00:10Vous êtes économiste chez BNP Paribas.
00:14Un mot peut-être rapide Stéphane Koliak, de la situation politique française,
00:18on attend un Premier ministre, un non pour un Premier ministre cet après-midi ou dans la soirée.
00:23Est-ce que cela est de nature à changer la perception des marchés vis-à-vis de la France dans les prochaines heures, Stéphane Koliak ?

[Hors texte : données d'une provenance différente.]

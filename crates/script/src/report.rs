use scene_graph::Document;

/// Logs the selected layers of `document`, one line per event, and returns
/// the lines.
///
/// With nothing selected the single line is `No layers are selected.`;
/// otherwise `Selected layers:` is followed by `1. <name>`, `2. <name>`, ...
/// in selection order.
pub fn selected_layers_report(document: &Document) -> Vec<String> {
    let lines = document.selection().report_lines();
    for line in &lines {
        log::info!("{line}");
    }
    lines
}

00:32Alors dans les prochaines heures, non, puisqu'elle a déjà changé ces deux derniers jours,
00:40après l'interview aux 20h de France 2 du Premier ministre démissionnaire,
00:46qui disait que l'option d'un gouvernement avait la priorité,
00:50et qu'il n'y avait pas forcément une majorité à l'Assemblée pour souhaiter une dissolution,
00:55le spread entre la France et l'Allemagne est revenu autour de 81-82 points de base,
01:01ce qui était son niveau avant que le risque de dissolution apparaisse.
01:06Donc les taux sont déjà revenus.
01:09Ce qu'on pourrait avoir, c'est si on n'avait pas cette nomination
01:12et que ce ne soit pas ce qui survienne, une augmentation du spread de nouveau.
01:20Mais là, la baisse du spread, on l'a déjà eue, il est revenu à peu près où il était auparavant.
01:25Oui, et puis surtout qu'il n'y a pas d'attente énorme des marchés vis-à-vis du budget de la France pour 2026,
01:32étant donné les rapports de force politique à l'heure actuelle.
01:36Donc globalement, les marchés ont déjà réagi.
01:39Maintenant, ils vont plutôt regarder du côté des publications d'entreprises
01:42ou de ce qui va se passer aux États-Unis, Stéphane Koliak.
01:45Oui, les marchés exactement ont déjà réagi.
01:48Donc tout ce qui pourrait sortir, par exemple sur la France,
01:52ce serait le budget qui serait formellement présenté.
01:57Et la Cour des comptes l'a rappelé, le Haut Conseil des Finances Publiques aussi,
02:01c'est le même président pour les deux, mais il a dit qu'on ne peut pas présenter un budget en Conseil des ministres
02:07qui soit trop différent de ce qui a été présenté au Conseil des Finances Publiques.
02:11Donc on présentera un budget avec un déficit de 4,7% probablement,
02:16et puis après il sera discuté à l'Assemblée comme ça a été dit.
02:19C'est vrai qu'aux États-Unis, on essaie d'avoir le cœur net,
02:24mais on est dans le brouillard globalement, et dans le brouillard on a besoin d'éclairage.
02:28Et comme on n'a pas eu la publication d'une non-femme payrolls,
02:31il n'y a pas eu de rapport emploi la semaine dernière, on est en shutdown,
02:34on a moins de données, donc ce n'est pas évident.
02:36Surtout pour une Fed qui a dit qu'elle serait data-dépendante dans sa politique.
02:41Donc se fonder sur les données quand elles ne sortent pas, c'est évident, pas facile.
02:47Toutefois on a vu les minutes de la Fed hier.
02:49Bien sûr.
02:50Ces minutes laissent entendre qu'on pourrait avoir une poursuite de l'assoupissement monétaire.
02:57Il y a une majorité qui semble être pour ça.
03:01Maintenant il y a quand même ce lien aux données qui reste important.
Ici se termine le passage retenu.